Hi Linda, I don’t believe there is any guide out there that will help you. Although I haven’t added clay to teapots, the process would be very similar to baking clay on glass, which I have done. There are many things to consider, that would be too difficult to explain in this tiny little box. My best advice would be for you to take the Mistletoe Ornament Tutorial. Although it is based on a glass ball ornament, the techniques would be similar. Here is the link if you are interested: Attaching Polymer To Glass Surfaces (Vol-055 Back Issue)
Hello Cindy,
Having only recently become a part of the polymer clay community , I have a ton to learn and your videos have been invaluable to me. My first set back was buying clay from a previous owner , it was very dry and crumbly so learning how to save my purchase was my first objective. Of all the different conditioning techniques i’ve learned about and tried , ultimately i’ve found chopping up the clay most effective. But the idea of using my food processor to do all the chopping made me cringe at the thought of the clean up. So I elected to use my blade and hands to do it, I figured the clean up would be much easier than the processor.
But even more importantly this technique did the best job of resurrecting my dry mess. Just a couple of drops of baby oil and some finely chopped bits and I was well on my way to Polymer play.
Thanks again for your help and I look forward to more along the way!
Tracy
You are very welcome Tracy! So happy to have you here in our sweet little polymer clay family! Have a great holiday and look forward to a creative New Year!
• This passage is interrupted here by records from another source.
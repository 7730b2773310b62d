//! Simultaneous speech translation core.
//!
//! This module contains the streaming control engine: sample accumulation,
//! sliding-window feature extraction, per-task incremental decode state, the
//! READ/WRITE policy, and the session lifecycle that ties them together.

mod agent;
pub mod audio;
pub mod fbank;
pub mod features;
pub mod model;
mod policy;
pub mod replay;
mod session;
mod sink;
#[cfg(test)]
pub(crate) mod testing;
mod track;
pub mod vocab;

pub use agent::SimulAgent;
pub use audio::{bytes_to_f32_samples, downmix_to_mono, resample_linear, Segment, SegmentBuffer};
pub use features::{Extraction, FeatureFrame, GlobalCmvn, SlidingFeatureExtractor};
pub use model::{DecodeOutput, DecodeRequest, EncoderOutput, Hypothesis, SpeechModel};
pub use policy::{Action, PolicyEngine, PolicyState};
pub use replay::{replay, ReplayOutcome};
pub use session::{LifecycleController, Session, SessionSnapshot, TrackSnapshot};
pub use sink::TextSink;
pub use track::{DecodeTrack, FinalizedSpan, TrackUpdate};
pub use vocab::{TextStyle, Vocabulary};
Several years ago when I first got into claying I tryed manipulating Fimo and we all know how hard that was. Now with arthritis running rampant throughout my whole body I was forced to find alternatives. Like Jocelyn I used a heating pad laid across my lap to really warm up the clay but as things progressed I bought a $20 pasta machine and that helped a whole lot. But, still you have to manipulate with your hands at times. Now between the NEVERKnead and the pasta machine the only time I have to use my hands is when I reduce canes. That probably is the hardest part for me because there is no other way to do it. I took your advice Cindy and now I reduce them immediately right after I make them while they are still warm. Every section moves better together and it is easier on the hands. Bless you for all the wonderful tips and support you have given us throughout the years. Happy Holidays to you and Doug and the kids.
You are so welcome Dixie Ann! Thank you for the lovely comment!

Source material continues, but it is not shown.